La parola dev’essere ovunque comprensibile in relazione ai tempi, alla maturità, alla cultura dei destinatari e alla ricchezza del loro vocabolario.
Se, dunque, la parola fonda, alimenta e nutre il dialogo, deve essere vero terreno comune, di proprietà, nella stessa maniera, sia di chi la propone, sia di chi la riceve, affinché nessuno venga escluso o percepito come forestiero per averne fatto un uso differente.
Parole di scuola
Possiamo non farci caso ma siamo circondati da esempi di dis-integrazione e di esclusione (come contrario dell’inclusione) dalle divergenze nell’uso della parola. Nella scuola odierna, caso più eclatante, questa sembra essere una delle più incardinate contraddizioni.

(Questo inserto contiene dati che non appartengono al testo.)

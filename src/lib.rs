//! Server-side cursor streaming for the MySQL binary protocol.
//!
//! A statement executed with `CURSOR_TYPE_READ_ONLY` leaves its result set
//! on the server. [`sync::CursorRows`] pulls it down in batches with
//! COM_STMT_FETCH and hands rows out one at a time.
//!
//! # Features
//!
//! - **Bounded memory**: at most `fetch_size` rows are buffered locally
//! - **Server-driven end of data**: iteration stops on the last-row-sent status flag
//! - **Idempotent close**: the cursor is reset on the server once, the teardown action runs once
//!
//! # Example
//!
//! ```no_run
//! use std::net::TcpStream;
//! use zero_mysql_cursor::sync::Conn;
//! use zero_mysql_cursor::{ColumnDefinition, ColumnType, Opts, Value};
//!
//! fn main() -> zero_mysql_cursor::error::Result<()> {
//!     let opts = Opts::try_from("mysql://localhost/app?fetch_size=100")?;
//!     // The stream must already be authenticated and the statement executed
//!     // with CURSOR_TYPE_READ_ONLY.
//!     let stream = TcpStream::connect("localhost:3306")?;
//!     let mut conn = Conn::new(stream, &opts);
//!
//!     let columns = vec![ColumnDefinition::new("id", ColumnType::LongLong)];
//!     let mut rows = conn.cursor(1, columns)?;
//!     let mut row = vec![Value::Null; rows.column_count()];
//!     while rows.next_row(&mut row)? {
//!         println!("{:?}", row);
//!     }
//!     rows.close()
//! }
//! ```

pub mod buffer_set;
pub mod error;
pub mod opts;
pub mod protocol;
pub mod value;

#[cfg(feature = "sync")]
pub mod sync;

pub use buffer_set::BufferSet;
pub use error::{Error, Result, ServerError};
pub use opts::Opts;
pub use protocol::{ColumnDefinition, ColumnFlags, ColumnType, ServerStatus};
pub use value::Value;
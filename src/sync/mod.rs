//! Synchronous MySQL cursor client.

mod conn;
mod cursor;
mod decoder;
mod teardown;

pub use conn::{Conn, Connection};
pub use cursor::{CursorRows, send_fetch_request};
pub use decoder::{BinaryRowDecoder, RowDecoder};
pub use teardown::Teardown;
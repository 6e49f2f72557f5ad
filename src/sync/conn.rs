//! Blocking packet connection.

use std::io::{Read, Write};

use crate::buffer_set::BufferSet;
use crate::error::{Error, Result};
use crate::opts::Opts;
use crate::protocol::ColumnDefinition;
use crate::protocol::codec::{HEADER_LEN, MAX_FRAME_PAYLOAD, packet_header};
use crate::protocol::types::ServerStatus;

use super::cursor::CursorRows;

/// Packet-level operations a cursor needs from its connection.
///
/// The connection is shared with every other protocol exchange on the same
/// stream: sequence ids and status flags set here are visible to the next
/// command, and a broken connection stays broken.
pub trait Connection {
    /// Reserve an outgoing packet for a payload of exactly `payload_len` bytes.
    ///
    /// The returned buffer already holds the packet header placeholder; the
    /// caller appends the payload and then calls [`write_packet`](Self::write_packet).
    /// Fails with [`Error::BadConnectionNoWrite`] when no buffer can be
    /// provided, in which case nothing has been written.
    fn take_write_buffer(&mut self, payload_len: usize) -> Result<&mut Vec<u8>>;

    /// Frame and send the packet built in the write buffer.
    fn write_packet(&mut self) -> Result<()>;

    /// Read the next packet and return its payload.
    ///
    /// A packet larger than the connection accepts is a protocol error.
    fn read_packet(&mut self) -> Result<&[u8]>;

    /// Reset the packet sequence id. Every command starts a new sequence.
    fn reset_sequence(&mut self);

    /// Status flags from the most recent OK or EOF packet.
    fn status(&self) -> ServerStatus;

    /// Record status flags from an OK or EOF packet.
    fn set_status(&mut self, status: ServerStatus);

    /// Invalidate the connection; later calls fail fast.
    fn mark_broken(&mut self);

    /// Check if the connection is broken.
    fn is_broken(&self) -> bool;
}

/// Packet connection over a blocking stream.
///
/// The stream must already be past the handshake: `Conn` only frames
/// command-phase packets.
pub struct Conn<S> {
    stream: S,
    buffer_set: BufferSet,
    sequence_id: u8,
    status: ServerStatus,
    fetch_size: u32,
    max_allowed_packet: usize,
    is_broken: bool,
}

impl<S: Read + Write> Conn<S> {
    /// Wrap an authenticated stream.
    pub fn new(stream: S, opts: &Opts) -> Self {
        Self {
            stream,
            buffer_set: BufferSet::new(),
            sequence_id: 0,
            status: ServerStatus::default(),
            fetch_size: opts.fetch_size,
            max_allowed_packet: opts.max_allowed_packet,
            is_broken: false,
        }
    }

    /// Open a cursor on a statement executed with CURSOR_TYPE_READ_ONLY.
    ///
    /// `columns` is the column metadata the server sent in the execute
    /// response. Rows are fetched in batches of [`Opts::fetch_size`].
    pub fn cursor(
        &mut self,
        statement_id: u32,
        columns: Vec<ColumnDefinition>,
    ) -> Result<CursorRows<'_, Self>> {
        let fetch_size = self.fetch_size;
        CursorRows::new(self, statement_id, columns, fetch_size)
    }

    /// Get a reference to the underlying stream.
    pub fn get_ref(&self) -> &S {
        &self.stream
    }

    /// Get a mutable reference to the underlying stream.
    pub fn get_mut(&mut self) -> &mut S {
        &mut self.stream
    }

    /// Consume the connection and return the underlying stream.
    pub fn into_inner(self) -> S {
        self.stream
    }

    fn read_frame_into_buffer(&mut self) -> Result<usize> {
        let mut header = [0u8; HEADER_LEN];
        self.stream.read_exact(&mut header)?;
        let len = usize::from(header[0])
            | (usize::from(header[1]) << 8)
            | (usize::from(header[2]) << 16);

        if header[3] != self.sequence_id {
            return Err(Error::Protocol(format!(
                "packets out of sync: expected sequence {}, got {}",
                self.sequence_id, header[3]
            )));
        }
        self.sequence_id = self.sequence_id.wrapping_add(1);

        let start = self.buffer_set.read_buffer.len();
        if start + len > self.max_allowed_packet {
            return Err(Error::Protocol(format!(
                "packet of {} bytes exceeds max_allowed_packet ({})",
                start + len,
                self.max_allowed_packet
            )));
        }
        self.buffer_set.read_buffer.resize(start + len, 0);
        self.stream
            .read_exact(&mut self.buffer_set.read_buffer[start..])?;
        Ok(len)
    }

    fn broken_on_err<T>(&mut self, result: Result<T>) -> Result<T> {
        if let Err(ref e) = result
            && (e.is_connection_broken() || matches!(e, Error::Protocol(_)))
        {
            self.mark_broken();
        }
        result
    }
}

impl<S: Read + Write> Connection for Conn<S> {
    fn take_write_buffer(&mut self, payload_len: usize) -> Result<&mut Vec<u8>> {
        if self.is_broken {
            tracing::warn!("cannot take write buffer: connection is broken");
            return Err(Error::BadConnectionNoWrite);
        }
        if payload_len > self.max_allowed_packet || payload_len >= MAX_FRAME_PAYLOAD {
            tracing::warn!(
                payload_len,
                max_allowed_packet = self.max_allowed_packet,
                "cannot take write buffer: packet too large"
            );
            return Err(Error::BadConnectionNoWrite);
        }

        let buf = &mut self.buffer_set.write_buffer;
        buf.clear();
        buf.reserve(HEADER_LEN + payload_len);
        buf.extend_from_slice(&[0; HEADER_LEN]);
        Ok(buf)
    }

    fn write_packet(&mut self) -> Result<()> {
        let payload_len = self
            .buffer_set
            .write_buffer
            .len()
            .checked_sub(HEADER_LEN)
            .ok_or_else(|| Error::Protocol("write buffer is missing its header".into()))?;

        let header = packet_header(payload_len, self.sequence_id);
        self.buffer_set.write_buffer[..HEADER_LEN].copy_from_slice(&header);
        self.sequence_id = self.sequence_id.wrapping_add(1);

        let result = self
            .stream
            .write_all(&self.buffer_set.write_buffer)
            .and_then(|()| self.stream.flush())
            .map_err(Error::from);
        self.broken_on_err(result)
    }

    fn read_packet(&mut self) -> Result<&[u8]> {
        if self.is_broken {
            return Err(Error::BadConnection);
        }
        self.buffer_set.read_buffer.clear();
        loop {
            let result = self.read_frame_into_buffer();
            if self.broken_on_err(result)? < MAX_FRAME_PAYLOAD {
                break;
            }
        }
        Ok(&self.buffer_set.read_buffer)
    }

    fn reset_sequence(&mut self) {
        self.sequence_id = 0;
    }

    fn status(&self) -> ServerStatus {
        self.status
    }

    fn set_status(&mut self, status: ServerStatus) {
        self.status = status;
    }

    fn mark_broken(&mut self) {
        if !self.is_broken {
            tracing::debug!("marking connection as broken");
        }
        self.is_broken = true;
    }

    fn is_broken(&self) -> bool {
        self.is_broken
    }
}
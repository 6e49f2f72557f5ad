//! Error types for zero-mysql-cursor.

use thiserror::Error;

/// Result type for zero-mysql-cursor operations.
pub type Result<T> = core::result::Result<T, Error>;

/// Error reported by the server in an ERR packet.
#[derive(Debug, Clone, Default, PartialEq, Eq)]
pub struct ServerError {
    /// MySQL error code (e.g. 1243 for ER_UNKNOWN_STMT_HANDLER)
    pub code: u16,
    /// SQLSTATE (5 characters), absent in pre-4.1 style ERR packets
    pub sql_state: Option<String>,
    /// Human-readable error message
    pub message: String,
}

impl std::fmt::Display for ServerError {
    fn fmt(&self, f: &mut std::fmt::Formatter<'_>) -> std::fmt::Result {
        write!(f, "ERROR {}", self.code)?;
        if let Some(sql_state) = &self.sql_state {
            write!(f, " ({})", sql_state)?;
        }
        write!(f, ": {}", self.message)
    }
}

/// Error type for zero-mysql-cursor.
#[derive(Debug, Error)]
pub enum Error {
    /// Server error response
    #[error("MySQL error: {0}")]
    Server(ServerError),

    /// Protocol error (malformed packet, unexpected response, etc.)
    #[error("Protocol error: {0}")]
    Protocol(String),

    /// I/O error
    #[error("I/O error: {0}")]
    Io(#[from] std::io::Error),

    /// A value could not be decoded from the wire
    #[error("Decode error: {0}")]
    Decode(String),

    /// The connection is released or invalidated and cannot be used
    #[error("bad connection")]
    BadConnection,

    /// The connection could not provide a write buffer; nothing reached the wire
    #[error("bad connection: no bytes written")]
    BadConnectionNoWrite,

    /// Invalid usage (e.g., zero fetch size)
    #[error("Invalid usage: {0}")]
    InvalidUsage(String),
}

impl Error {
    /// Returns true if the error indicates the connection is broken and cannot be reused.
    pub fn is_connection_broken(&self) -> bool {
        matches!(
            self,
            Error::Io(_) | Error::BadConnection | Error::BadConnectionNoWrite
        )
    }

    /// Get the SQLSTATE code if this is a server error.
    pub fn sqlstate(&self) -> Option<&str> {
        match self {
            Error::Server(err) => err.sql_state.as_deref(),
            _ => None,
        }
    }
}
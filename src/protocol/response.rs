//! Generic server responses: OK, EOF and ERR packets.

use crate::error::{Error, Result, ServerError};

use super::codec::{read_bytes, read_lenenc_int, read_u16, read_u8};
use super::types::ServerStatus;

/// Header byte of an OK packet.
pub const OK_HEADER: u8 = 0x00;
/// Header byte of an EOF packet (and of the OK packet that replaces it
/// when CLIENT_DEPRECATE_EOF is negotiated).
pub const EOF_HEADER: u8 = 0xFE;
/// Header byte of an ERR packet.
pub const ERR_HEADER: u8 = 0xFF;

/// Returns true if `payload` is an ERR packet.
#[inline]
pub fn is_err_packet(payload: &[u8]) -> bool {
    payload.first() == Some(&ERR_HEADER)
}

/// Returns true if `payload` terminates a row stream (EOF, or OK with an
/// EOF header).
#[inline]
pub fn is_eof_packet(payload: &[u8]) -> bool {
    payload.first() == Some(&EOF_HEADER) && payload.len() < super::codec::MAX_FRAME_PAYLOAD
}

/// OK packet.
#[derive(Debug, Clone, Copy, PartialEq, Eq, Default)]
pub struct OkPacket {
    /// Rows affected by the last statement
    pub affected_rows: u64,
    /// Last auto-increment id
    pub last_insert_id: u64,
    /// Server status flags
    pub status: ServerStatus,
    /// Number of warnings
    pub warnings: u16,
}

impl OkPacket {
    /// Parse an OK packet, including its header byte (`0x00` or `0xFE`).
    pub fn parse(payload: &[u8]) -> Result<Self> {
        let (header, rest) = read_u8(payload)?;
        if header != OK_HEADER && header != EOF_HEADER {
            return Err(Error::Protocol(format!(
                "Expected OK packet, got header 0x{:02X}",
                header
            )));
        }
        let (affected_rows, rest) = read_lenenc_int(rest)?;
        let (last_insert_id, rest) = read_lenenc_int(rest)?;
        let (status, rest) = read_u16(rest)?;
        let (warnings, _info) = read_u16(rest)?;
        Ok(Self {
            affected_rows,
            last_insert_id,
            status: ServerStatus::new(status),
            warnings,
        })
    }
}

/// EOF packet.
#[derive(Debug, Clone, Copy, PartialEq, Eq, Default)]
pub struct EofPacket {
    /// Number of warnings
    pub warnings: u16,
    /// Server status flags
    pub status: ServerStatus,
}

impl EofPacket {
    /// Parse a row-stream terminator.
    ///
    /// Accepts both the classic 5-byte EOF packet and the OK packet with an
    /// `0xFE` header that servers send under CLIENT_DEPRECATE_EOF.
    pub fn parse(payload: &[u8]) -> Result<Self> {
        if payload.len() >= 9 {
            let ok = OkPacket::parse(payload)?;
            return Ok(Self {
                warnings: ok.warnings,
                status: ok.status,
            });
        }
        let (header, rest) = read_u8(payload)?;
        if header != EOF_HEADER {
            return Err(Error::Protocol(format!(
                "Expected EOF packet, got header 0x{:02X}",
                header
            )));
        }
        let (warnings, rest) = read_u16(rest)?;
        let (status, _) = read_u16(rest)?;
        Ok(Self {
            warnings,
            status: ServerStatus::new(status),
        })
    }
}

/// Parse an ERR packet into a server error.
pub fn parse_err_packet(payload: &[u8]) -> Result<ServerError> {
    let (header, rest) = read_u8(payload)?;
    if header != ERR_HEADER {
        return Err(Error::Protocol(format!(
            "Expected ERR packet, got header 0x{:02X}",
            header
        )));
    }
    let (code, rest) = read_u16(rest)?;

    let (sql_state, rest) = match rest.split_first() {
        Some((&b'#', after)) => {
            let (state, rest) = read_bytes(after, 5)?;
            (Some(String::from_utf8_lossy(state).into_owned()), rest)
        }
        _ => (None, rest),
    };

    Ok(ServerError {
        code,
        sql_state,
        message: String::from_utf8_lossy(rest).into_owned(),
    })
}

/// Expect an OK packet; an ERR packet becomes [`Error::Server`].
pub fn expect_ok(payload: &[u8]) -> Result<OkPacket> {
    if is_err_packet(payload) {
        return Err(Error::Server(parse_err_packet(payload)?));
    }
    OkPacket::parse(payload)
}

L’istituzione adotta ancora, infatti, il linguaggio tradizionale e non sembra aver intenzione, nella maggior parte dei casi, di rimodellarsi sull’evoluzione del linguaggio con cui i giovani oggi parlano e si esprimono.
Questa contraddizione fa sentire i giovani ancora di più fuori dalla dinamica insegnante-studenti, proprio per le diverse possibilità di accesso a quelli che dovrebbero essere i più semplici codici di espressione del dialogo e della relazione. E nessuno sembra interessato a trovare un terreno comune.
Non è forse confermato che la scuola è lo specchio della società?